Inside the building of the swimming pool, it is pleasant and you can see “in the flesh” what had been a daily occurrence during the Olympics. Particularly as I like to follow diving and synchronized swimming, the venue was not really unknown to me. After a tour of the site out I go into the furnace of the open air area between the swimming pool and the stadium, known as the “Nest”, which is an imposing big thing, closed to the general public so you can only see it from the outside, from the alleys around, where there are very few areas of shade but many vendors of water and ice-cream very welcome in the 34o C in the shade. The benches are many, but the visitors are more, so you grab a seat and keep it for as long as possible to catch your breath and think about the return to your hotel and hoping to figure out where is the bus stop closer to your present location.

First thing first, get close to the gates walking under the sun!!!

On the way there I started considering how to get to the hotel or to the centre of Beijing the fastest and coolest possible way, it was really getting to me this walking under an unrelenting sun but walking I went and on the way, I saw a police station inside the Olympic site. I imagined they could at least tell me where was the closest bus stop to take me to town, but of course for that you have to ask in Chinese, which is not the easiest. The little Chinese I had learned 17 years before, when I lived in Beijing, was coming back, ever so slowly and very little at the time. However I get to the station and there were three police people (?), two men and a woman, chatting and hoping nothing distracts them from the pleasant status quo of doing nothing and here I am, little old lady asking in more than very broken Chinese, where is the nearest stop of bus number 89 to take me to Tiananmen. I am not sure if my histrionic abilities are really so good or if I am more and more looking the part of a fragile little old lady, but they just needed to see me a moment and then after a very brief discussion among them, a good laugh at the “looser” they signalled me to follow the “looser”…. Into a police car! I had only asked about directions and I was being directed into a police car! You do not argue with the police so there I am, and we depart, fortunately no siren but all gates opened for us and the policeman asks me something, which I do not understand and my answer, presumably in Chinese, is not understood by him, so in the end we are mute, but suddenly in front of us is my bus number 89 and I point it out to him, my bus, my bus!! He nods and keeps following the bus; I start to worry because unless you have sirens on, you cannot make a bus stop by following it, not in China nor anywhere else but so be it and all of a sudden the police car accelerates and at the bus stop intercepts the bus, parks just in front and without much need of encouragement I alight from the car full of smiles to the policeman, and the bus driver opens the doors and lets me in.

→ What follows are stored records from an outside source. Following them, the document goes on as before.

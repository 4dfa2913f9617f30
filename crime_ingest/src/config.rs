use crate::error::ConfigError;
use serde::{Deserialize, Serialize};
use std::fmt;
use std::path::{Path, PathBuf};

pub const IN_MEMORY: &str = ":memory:";

pub const DEFAULT_CRIME_SUFFIXES: [&str; 2] =
    ["city-of-london-street.csv", "metropolitan-street.csv"];

pub const DEFAULT_CENSUS_NEEDLE: &str = "LSOADemoData";

#[derive(Debug, Clone, Copy, PartialEq, Eq, Default, Serialize, Deserialize)]
#[serde(rename_all = "kebab-case")]
pub enum LoadStrategy {
    /// Reset the table once per run, then COPY each file's batch.
    #[default]
    TruncateBulkCopy,
    /// Keep existing rows and INSERT each file's batch row by row.
    AppendInsert,
}

impl fmt::Display for LoadStrategy {
    fn fmt(&self, f: &mut fmt::Formatter<'_>) -> fmt::Result {
        match self {
            LoadStrategy::TruncateBulkCopy => f.write_str("truncate-bulk-copy"),
            LoadStrategy::AppendInsert => f.write_str("append-insert"),
        }
    }
}

#[derive(Debug, Clone, PartialEq, Eq, Serialize, Deserialize)]
pub struct DestinationConfig {
    /// DuckDB database file, or `:memory:`.
    pub database: String,
}

impl DestinationConfig {
    pub fn in_memory() -> Self {
        Self {
            database: IN_MEMORY.to_string(),
        }
    }

    pub fn file(path: impl AsRef<Path>) -> Self {
        Self {
            database: path.as_ref().to_string_lossy().into_owned(),
        }
    }

    pub fn is_in_memory(&self) -> bool {
        self.database == IN_MEMORY
    }
}

impl Default for DestinationConfig {
    fn default() -> Self {
        Self {
            database: "crime_data.duckdb".to_string(),
        }
    }
}

#[derive(Debug, Clone, PartialEq, Serialize, Deserialize)]
#[serde(default)]
pub struct PipelineConfig {
    /// Root holding `YYYY-MM` folders of street-level crime extracts.
    pub crime_root: PathBuf,
    /// Root searched recursively for census demographic extracts.
    pub census_root: PathBuf,
    pub destination: DestinationConfig,
    pub load_strategy: LoadStrategy,
    /// Files read concurrently; 1 keeps the read phase sequential.
    pub read_workers: usize,
    /// Where staging CSVs are written; the system temp dir when unset.
    pub staging_dir: Option<PathBuf>,
    pub crime_suffixes: Vec<String>,
    pub census_needle: String,
    pub census_path_filter: Option<String>,
}

impl Default for PipelineConfig {
    fn default() -> Self {
        Self {
            crime_root: PathBuf::from("data/crime"),
            census_root: PathBuf::from("data/census"),
            destination: DestinationConfig::default(),
            load_strategy: LoadStrategy::default(),
            read_workers: 1,
            staging_dir: None,
            crime_suffixes: DEFAULT_CRIME_SUFFIXES.iter().map(|s| s.to_string()).collect(),
            census_needle: DEFAULT_CENSUS_NEEDLE.to_string(),
            census_path_filter: None,
        }
    }
}

impl PipelineConfig {
    pub fn from_json_file(path: &Path) -> Result<Self, ConfigError> {
        let text = std::fs::read_to_string(path).map_err(|source| ConfigError::Io {
            path: path.to_path_buf(),
            source,
        })?;
        serde_json::from_str(&text).map_err(|source| ConfigError::Json {
            path: path.to_path_buf(),
            source,
        })
    }
}

#[cfg(test)]
mod tests {
    use super::*;
    use std::io::Write;

    #[test]
    fn test_partial_config_file_keeps_defaults() {
        let mut file = tempfile::NamedTempFile::new().unwrap();
        write!(
            file,
            r#"{{"crime_root": "/srv/police", "load_strategy": "append-insert",
                "destination": {{"database": ":memory:"}}}}"#
        )
        .unwrap();

        let config = PipelineConfig::from_json_file(file.path()).unwrap();
        assert_eq!(config.crime_root, PathBuf::from("/srv/police"));
        assert_eq!(config.load_strategy, LoadStrategy::AppendInsert);
        assert!(config.destination.is_in_memory());
        assert_eq!(config.read_workers, 1);
        assert_eq!(config.crime_suffixes.len(), 2);
        assert_eq!(config.census_needle, DEFAULT_CENSUS_NEEDLE);
    }

    #[test]
    fn test_invalid_config_file() {
        let mut file = tempfile::NamedTempFile::new().unwrap();
        write!(file, "{{\"load_strategy\": \"sometimes\"}}").unwrap();

        let err = PipelineConfig::from_json_file(file.path()).unwrap_err();
        assert!(matches!(err, ConfigError::Json { .. }));
    }
}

I am sure they would have given anything to find out how a foreign devil, little old lady or not, had managed to be taken to the bus stop by the police, or who I was to have deserved such an attention. I would have been just as curious as a witness but language barrier oblige, they could not ask and I could not answer, so I can only thank the police at the Olympic site for the “lift” both in the car to the bus stop and of my morale for taking such good care of me.